HOW TO COMPLETE THIS TASK:
The answer must be the data, repeated exactly.

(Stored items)
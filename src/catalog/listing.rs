//! Model listing for the terminal.
//!
//! Displays the selector view of the catalog with the current selection and
//! recommended models marked. Isolates display concerns from resolution.

use colored::Colorize;

use super::descriptor::ModelDescriptor;
use super::filter::visible_models;

/// Print the visible part of the catalog, marking `selected_id`.
pub fn print_catalog(
    catalog: &[ModelDescriptor],
    selected_id: &str,
    query: Option<&str>,
    free_only: bool,
) {
    let models = visible_models(catalog, query, free_only);
    let noun = models_noun(free_only);

    if models.is_empty() {
        println!("{}", format!("No {noun} found. Try again later.").dimmed());
        return;
    }

    for model in &models {
        let marker = if model.id == selected_id {
            "*".green().bold().to_string()
        } else {
            " ".to_string()
        };
        let mut tags = Vec::new();
        if model.is_reliable() {
            tags.push("recommended".blue().to_string());
        }
        if model.free {
            tags.push("free".green().to_string());
        }
        println!(
            "{} {} {} {}",
            marker,
            model.id.bold(),
            format!("({})", model.provider).dimmed(),
            tags.join(" ")
        );
        if !model.description.is_empty() {
            println!("    {}", first_line(&model.description).dimmed());
        }
    }

    println!();
    println!("{}", format!("{} {noun} available", models.len()).dimmed());
}

fn models_noun(free_only: bool) -> &'static str {
    if free_only {
        "free models"
    } else {
        "models"
    }
}

/// First line of a description, capped for one-row display.
fn first_line(text: &str) -> String {
    const MAX: usize = 100;
    let line = text.lines().next().unwrap_or_default();
    if line.chars().count() > MAX {
        let cut: String = line.chars().take(MAX).collect();
        format!("{cut}…")
    } else {
        line.to_string()
    }
}
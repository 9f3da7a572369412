//! Request and response bodies of the OpenRouter REST API.

use serde::{Deserialize, Serialize};
use serde_json::{Map, Value};

/// Body of `POST /chat/completions`.
#[derive(Debug, Serialize)]
pub struct ChatRequest<'a> {
    pub model: &'a str,
    pub messages: Vec<ChatMessage<'a>>,
    pub temperature: f32,
    pub max_tokens: u32,
}

#[derive(Debug, Serialize)]
pub struct ChatMessage<'a> {
    pub role: &'static str,
    pub content: &'a str,
}

impl<'a> ChatMessage<'a> {
    pub fn system(content: &'a str) -> Self {
        Self {
            role: "system",
            content,
        }
    }

    pub fn user(content: &'a str) -> Self {
        Self {
            role: "user",
            content,
        }
    }
}

#[derive(Debug, Deserialize)]
pub struct ChatResponse {
    #[serde(default)]
    pub choices: Vec<Choice>,
}

#[derive(Debug, Deserialize)]
pub struct Choice {
    #[serde(default)]
    pub message: Option<ChoiceMessage>,
}

#[derive(Debug, Deserialize)]
pub struct ChoiceMessage {
    #[serde(default)]
    pub content: Option<String>,
}

impl ChatResponse {
    /// Text of the first choice, if it has any.
    pub fn into_first_text(self) -> Option<String> {
        self.choices
            .into_iter()
            .next()
            .and_then(|c| c.message)
            .and_then(|m| m.content)
            .filter(|t| !t.trim().is_empty())
    }
}

/// Body of `GET /models`.
#[derive(Debug, Deserialize)]
pub struct ModelsResponse {
    #[serde(default)]
    pub data: Vec<RawModel>,
}

/// One entry of the provider's model list, as sent.
#[derive(Debug, Clone, Default, Deserialize)]
pub struct RawModel {
    #[serde(default)]
    pub id: String,
    #[serde(default)]
    pub name: Option<String>,
    #[serde(default)]
    pub provider: Option<String>,
    #[serde(default)]
    pub description: Option<String>,
    /// Price fields; values arrive as strings (`"0"`) or numbers.
    #[serde(default)]
    pub pricing: Option<Map<String, Value>>,
    #[serde(default)]
    pub architecture: Option<Architecture>,
}

#[derive(Debug, Clone, Default, Deserialize)]
pub struct Architecture {
    #[serde(default)]
    pub modality: Option<String>,
}
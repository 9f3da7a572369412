//! Failure taxonomy for calls to the OpenRouter API.

use thiserror::Error;

/// Why a provider call did not yield usable data.
///
/// These never reach the user directly: the catalog resolver turns them
/// into the allow-list and the completion layer into canned messages.
#[derive(Debug, Error)]
pub enum ProviderError {
    /// Transport failure, including timeouts.
    #[error("request failed: {0}")]
    Network(#[from] reqwest::Error),
    /// Non-2xx status.
    #[error("HTTP {status}: {body}")]
    Http { status: u16, body: String },
    /// 2xx status with a body that is not the expected JSON.
    #[error("malformed response: {0}")]
    Decode(#[from] serde_json::Error),
    /// 2xx status without any completion text.
    #[error("provider returned no completion text")]
    EmptyResponse,
}

impl ProviderError {
    /// Whether the completion layer should try the fallback model.
    ///
    /// An empty answer is still an answer, so it is not retried.
    pub fn is_retryable(&self) -> bool {
        !matches!(self, Self::EmptyResponse)
    }
}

WRITTEN RESPONSE:
filename src/catalog/listing.rs
//! Model listing for the terminal.
//!
//! Displays the selector view of the catalog with the current selection and
//! recommended models marked. Isolates display concerns from resolution.

use colored::Colorize;

use super::descriptor::ModelDescriptor;
use super::filter::visible_models;

/// Print the visible part of the catalog, marking `selected_id`.
pub fn print_catalog(
    catalog: &[ModelDescriptor],
    selected_id: &str,
    query: Option<&str>,
    free_only: bool,
) {
    let models = visible_models(catalog, query, free_only);
    let noun = models_noun(free_only);

    if models.is_empty() {
        println!("{}", format!("No {noun} found. Try again later.").dimmed());
        return;
    }

    for model in &models {
        let marker = if model.id == selected_id {
            "*".green().bold().to_string()
        } else {
            " ".to_string()
        };
        let mut tags = Vec::new();
        if model.is_reliable() {
            tags.push("recommended".blue().to_string());
        }
        if model.free {
            tags.push("free".green().to_string());
        }
        println!(
            "{} {} {} {}",
            marker,
            model.id.bold(),
            format!("({})", model.provider).dimmed(),
            tags.join(" ")
        );
        if !model.description.is_empty() {
            println!("    {}", first_line(&model.description).dimmed());
        }
    }

    println!();
    println!("{}", format!("{} {noun} available", models.len()).dimmed());
}

fn models_noun(free_only: bool) -> &'static str {
    if free_only {
        "free models"
    } else {
        "models"
    }
}

/// First line of a description, capped for one-row display.
fn first_line(text: &str) -> String {
    const MAX: usize = 100;
    let line = text.lines().next().unwrap_or_default();
    if line.chars().count() > MAX {
        let cut: String = line.chars().take(MAX).collect();
        format!("{cut}…")
    } else {
        line.to_string()
    }
}
repository 9f3da7a572369412
//! Request and response bodies of the OpenRouter REST API.

use serde::{Deserialize, Serialize};
use serde_json::{Map, Value};

/// Body of `POST /chat/completions`.
#[derive(Debug, Serialize)]
pub struct ChatRequest<'a> {
    pub model: &'a str,
    pub messages: Vec<ChatMessage<'a>>,
    pub temperature: f32,
    pub max_tokens: u32,
}

#[derive(Debug, Serialize)]
pub struct ChatMessage<'a> {
    pub role: &'static str,
    pub content: &'a str,
}

impl<'a> ChatMessage<'a> {
    pub fn system(content: &'a str) -> Self {
        Self {
            role: "system",
            content,
        }
    }

    pub fn user(content: &'a str) -> Self {
        Self {
            role: "user",
            content,
        }
    }
}

#[derive(Debug, Deserialize)]
pub struct ChatResponse {
    #[serde(default)]
    pub choices: Vec<Choice>,
}

#[derive(Debug, Deserialize)]
pub struct Choice {
    #[serde(default)]
    pub message: Option<ChoiceMessage>,
}

#[derive(Debug, Deserialize)]
pub struct ChoiceMessage {
    #[serde(default)]
    pub content: Option<String>,
}

impl ChatResponse {
    /// Text of the first choice, if it has any.
    pub fn into_first_text(self) -> Option<String> {
        self.choices
            .into_iter()
            .next()
            .and_then(|c| c.message)
            .and_then(|m| m.content)
            .filter(|t| !t.trim().is_empty())
    }
}

/// Body of `GET /models`.
#[derive(Debug, Deserialize)]
pub struct ModelsResponse {
    #[serde(default)]
    pub data: Vec<RawModel>,
}

/// One entry of the provider's model list, as sent.
#[derive(Debug, Clone, Default, Deserialize)]
pub struct RawModel {
    #[serde(default)]
    pub id: String,
    #[serde(default)]
    pub name: Option<String>,
    #[serde(default)]
    pub provider: Option<String>,
    #[serde(default)]
    pub description: Option<String>,
    /// Price fields; values arrive as strings (`"0"`) or numbers.
    #[serde(default)]
    pub pricing: Option<Map<String, Value>>,
    #[serde(default)]
    pub architecture: Option<Architecture>,
}

#[derive(Debug, Clone, Default, Deserialize)]
pub struct Architecture {
    #[serde(default)]
    pub modality: Option<String>,
}
repository 9f3da7a572369412
//! Failure taxonomy for calls to the OpenRouter API.

use thiserror::Error;

/// Why a provider call did not yield usable data.
///
/// These never reach the user directly: the catalog resolver turns them
/// into the allow-list and the completion layer into canned messages.
#[derive(Debug, Error)]
pub enum ProviderError {
    /// Transport failure, including timeouts.
    #[error("request failed: {0}")]
    Network(#[from] reqwest::Error),
    /// Non-2xx status.
    #[error("HTTP {status}: {body}")]
    Http { status: u16, body: String },
    /// 2xx status with a body that is not the expected JSON.
    #[error("malformed response: {0}")]
    Decode(#[from] serde_json::Error),
    /// 2xx status without any completion text.
    #[error("provider returned no completion text")]
    EmptyResponse,
}

impl ProviderError {
    /// Whether the completion layer should try the fallback model.
    ///
    /// An empty answer is still an answer, so it is not retried.
    pub fn is_retryable(&self) -> bool {
        !matches!(self, Self::EmptyResponse)
    }
}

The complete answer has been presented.